Created To Love Blog: Brain Attack, But God
This blog has been a long time coming. I apologize for the delay, but I am thankful for the delivery. Regardless what we are going through in life, God wants us to share our stories with each other in order to strengthen and encourage one another daily. As I share my journey of transformation and my journey of trust trusting God I pray that the Spirit of God will remind you of who you are, what you are capable of doing and having in Him.
I had contemplated having knee replacement surgery for some years because of the excruciating pain and disfiguration of my right knee. The initial injury was at Houston High School. I went up for a layup and my knee literally popped so loud that it sounded like someone had taken a piece of twig from a tree and broken it into. Years later I injured it again when walking down the front stairs with my then 6-month-old, Noel and now 21-year-old. I tried everything in my power to make sure I protected his head from hitting the concrete. Hence, the that of protecting my fall and my knee was minute.
Finally, on June 13, 2018, at 7:00 A.M. I was scheduled with Dr. Monique Grey-McBride for total knee replacement surgery at Northside Hospital in Atlanta. In my heart of hearts, I really did not want to do it currently. I even sensed in my spirit God saying, no to now, I chalked it up as my fear and therefore I forged onward. (Hence, that still quiet voice. We must listen to God. He does not speak just to be heard, He speaks to be obeyed.)
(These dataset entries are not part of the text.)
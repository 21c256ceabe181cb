//! Searchable local catalogue of a Vimeo account's videos.
//!
//! [`fetch::FetchController`] drives remote search with tag enrichment and an incremental,
//! resumable crawl into [`cache::CacheStore`], which persists the snapshot and its search index
//! through a quota-bounded [`storage::Storage`] backend.

pub mod cache;
pub mod category;
pub mod config;
pub mod constants;
pub mod events;
pub mod fetch;
pub mod index;
pub mod storage;
pub mod video;
pub mod vimeo;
After my surgery I awakened in my hospital room. Wayne, my amazing, loving, caring man of God, husband of 23 years was there with me. He asked if I wanted something to eat and I said, yes quickly because I knew exactly what I wanted to eat. I wanted a Philly Cheese Steak sandwich and sweet potato fries with extra, extra ketchup from the Loving Hut. Loving Hut was one of many vegan restaurants in the area.
Wayne left and returned with exactly what I ordered and wanted. I immediately begin to dig in, by positioning my sandwich and loading up my sweet potato fries with ketchup. As I was eating, Wayne noticed I was trying to use the wrong end of the fork and since the packets of ketchup were so close to the fries, I mistakenly picked up the packets of ketchup to my mouth to eat rather than the fries. He laughed endlessly because he thought it was the after effects of the drugs from the surgery that was causing me to be so disorientated. But, when I took a drink from my tea with my straw and the tea drizzled down my chin and I made no effort to wipe it off, he sensed something greater that was wrong. Between he and a physical therapist name Heather, they detected that something had happened with the function of my brain. While walking with Heather I kept trying to go left when she was telling me to go right and I kept bumping into the wall.
Immediately a neurologist came by my room to see me. She asked me to point my finger from my nose to my ear, from my ear to my chin and so forth. I did well with that task. Then she asked me my name, I was able to answer with some uncertainty. Then she asked me the name of the current president. Within me I knew but did not have an answer. I was thinking in my mind; how could I forget that.
After many tests, we received the news that I had two strokes during my knee replacement surgery. Wayne was taken aback. He stated later that he had never seen me at a loss for words or unable to answer simple questions. He was frightened. However, by the grace of God I am still here and still standing strong. I don’t know what He wants me to do with this experience, but I do know that I am available to be used by Him. My sensing to people who have had strokes is strong and I pray from them as I am prompted by the Holy Spirit.
In trials we must remain steadfast. We must be more like Job, the more we lose the more we worship the Lord. In every Christian’s life there will be trials, disappointments, persecution, and temptations, but through all this we must stand firm in Christ. We have to be on guard. Not only must we stand firm to these things, but we must stand firm to biblical truths.
James 1:2-4 My brothers and sisters, consider it nothing but joy when you fall into all sorts of trials, because you know that the testing of your faith produces endurance. And let endurance have its perfect effect, so that you will be perfect and complete, not deficient in anything.
James 1:12 A man who endures trials is blessed, because when he passes the test he will receive the crown of life that God has promised to those who love Him.
You see, God is for us and to this day He is performing miracles. Too many times we miss it because we see the ordinary in the extraordinary. To hear the birds chirping in the morning and even sometimes at night; to feel the breeze of the wind upon your face; the sunlight warm and tantalizing your skin; to hear the voice of a loved one; to be able to move and live and have your being in Christ; to be able to be in your right mind; to be able to survive two brain attacks all are truly miraculous. I pray that you will be mindful of the miracles of God in your life each day. I pray that you will live everyday all day long in His love, His joy and His peace.